ANÁLISIS

¿Quiénes son, en realidad, los inversores?

En un interesante libro puesto a la venta por la London School of Economics, un grupo de expertos -que incluye académicos, profesionales de la inversión, columnistas del FT como Martin Wolf o Simon Johnson, ex economista jefe del FMI- analiza el futuro de las finanzas a la luz de los fallos o disfuncionalidades de los mercados financieros que derivaron en el crac de 2008, "el evento económico más dañino desde la Gran Depresión".

Además de abundar en algunos temas habituales, como la inverosímil idea de que el mercado es siempre eficiente, el papel de los banqueros centrales o la política de incentivos en el sector financiero, aborda un tema muy a pie de calle.

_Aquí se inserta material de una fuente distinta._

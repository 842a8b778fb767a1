use web_sys::Element;
use yew::prelude::*;

const ENTER_TRANSITION: &str = "transform 0.1s ease-out";
const LEAVE_TRANSITION: &str = "transform 0.3s ease-out";
pub const TILT_RESET: &str = "perspective(1000px) rotateX(0) rotateY(0) translateY(0)";

/// Rotation in degrees for a pointer at (`x`, `y`) inside a `width` x `height`
/// card: the card leans toward the pointer.
pub fn tilt_angles(x: f64, y: f64, width: f64, height: f64) -> (f64, f64) {
    let rotate_x = (y - height / 2.0) / 20.0;
    let rotate_y = (width / 2.0 - x) / 20.0;
    (rotate_x, rotate_y)
}

pub fn tilt_transform(x: f64, y: f64, width: f64, height: f64) -> String {
    let (rotate_x, rotate_y) = tilt_angles(x, y, width, height);
    format!(
        "perspective(1000px) rotateX({}deg) rotateY({}deg) translateY(-8px)",
        rotate_x, rotate_y
    )
}

#[derive(Clone, PartialEq)]
struct TiltStyle {
    transition: &'static str,
    transform: Option<String>,
}

impl TiltStyle {
    fn css(&self) -> String {
        match &self.transform {
            Some(t) => format!("transition: {}; transform: {};", self.transition, t),
            None => format!("transition: {};", self.transition),
        }
    }
}

#[derive(Properties, PartialEq)]
pub struct TiltCardProps {
    #[prop_or_default]
    pub class: Classes,
    #[prop_or_default]
    pub children: Children,
}

#[function_component(TiltCard)]
pub fn tilt_card(props: &TiltCardProps) -> Html {
    let node = use_node_ref();
    let style = use_state_eq(|| None::<TiltStyle>);

    let onmouseenter = {
        let style = style.clone();
        Callback::from(move |_: MouseEvent| {
            let transform = (*style).as_ref().and_then(|s| s.transform.clone());
            style.set(Some(TiltStyle { transition: ENTER_TRANSITION, transform }));
        })
    };

    let onmousemove = {
        let style = style.clone();
        let node = node.clone();
        Callback::from(move |e: MouseEvent| {
            if let Some(card) = node.cast::<Element>() {
                let rect = card.get_bounding_client_rect();
                let x = f64::from(e.client_x()) - rect.left();
                let y = f64::from(e.client_y()) - rect.top();
                style.set(Some(TiltStyle {
                    transition: ENTER_TRANSITION,
                    transform: Some(tilt_transform(x, y, rect.width(), rect.height())),
                }));
            }
        })
    };

    let onmouseleave = {
        let style = style.clone();
        Callback::from(move |_: MouseEvent| {
            style.set(Some(TiltStyle {
                transition: LEAVE_TRANSITION,
                transform: Some(TILT_RESET.to_string()),
            }));
        })
    };

    html! {
        <div
            ref={node}
            class={props.class.clone()}
            style={(*style).as_ref().map(TiltStyle::css)}
            {onmouseenter}
            {onmousemove}
            {onmouseleave}
        >
            { for props.children.iter() }
        </div>
    }
}

#[cfg(test)]
mod tests {
    use super::*;

    #[test]
    fn centre_of_card_is_flat() {
        assert_eq!(tilt_angles(100.0, 50.0, 200.0, 100.0), (0.0, 0.0));
    }

    #[test]
    fn corners_lean_toward_pointer() {
        let (rx, ry) = tilt_angles(0.0, 0.0, 200.0, 100.0);
        assert_eq!(rx, -2.5);
        assert_eq!(ry, 5.0);

        let (rx, ry) = tilt_angles(200.0, 100.0, 200.0, 100.0);
        assert_eq!(rx, 2.5);
        assert_eq!(ry, -5.0);
    }

    #[test]
    fn transform_lifts_card() {
        assert_eq!(
            tilt_transform(0.0, 0.0, 200.0, 100.0),
            "perspective(1000px) rotateX(-2.5deg) rotateY(5deg) translateY(-8px)"
        );
    }
}
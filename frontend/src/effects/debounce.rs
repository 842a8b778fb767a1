use gloo_timers::callback::Timeout;

/// Trailing-edge debounce: only the last call within `wait_ms` runs.
pub struct Debouncer {
    wait_ms: u32,
    pending: Option<Timeout>,
}

impl Debouncer {
    pub fn new(wait_ms: u32) -> Self {
        Self { wait_ms, pending: None }
    }

    pub fn call<F>(&mut self, f: F)
    where
        F: FnOnce() + 'static,
    {
        // Dropping the previous Timeout clears it.
        self.pending = Some(Timeout::new(self.wait_ms, f));
    }

    pub fn cancel(&mut self) {
        self.pending.take();
    }
}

La delegación del trabajo de invertir/ahorrar y las diferencias de información.

El dinero que uno ha podido ahorrar acaba siendo gestionado en muchas ocasiones por terceros. Pero, también en muchas ocasiones, los intereses de estos terceros no son los mismos que los del ahorrador final, para un gestor de fondos el puesto de su fondo en los rankings puede tener más importancia que la rentabilidad que obtiene el partícipe. O, si se opera con dinero de otros, la rentabilidad a corto plazo gana importancia frente a la reducción de riesgos de contrapartida (caso Madoff)

Por otra parte, cuando se delegan las inversiones, suele ser a personas con más información, pero eso es un arma de doble filo. Baste recordar en qué condiciones se han comercializado las participaciones preferentes entre los inversores particulares.

Los autores del estudio señalaban que las malas prácticas en el sector financiero sientan las bases de las crisis. Pero al inversor particular esto debería preocuparle menos; lo importante es que sepa qué se está haciendo con su dinero, y si las entidades en las que ha delegado merecen esa confianza. En este sentido, no sólo el sector financiero debería cambiar muchas de sus prácticas y los reguladores confiar menos en la buena fe del prójimo; una mayor educación financiera es el mejor regalo que los inversores particulares pueden hacerse a sí mismos y a los demás. No es tan difícil, sólo hace falta una calculadora y leer un poco.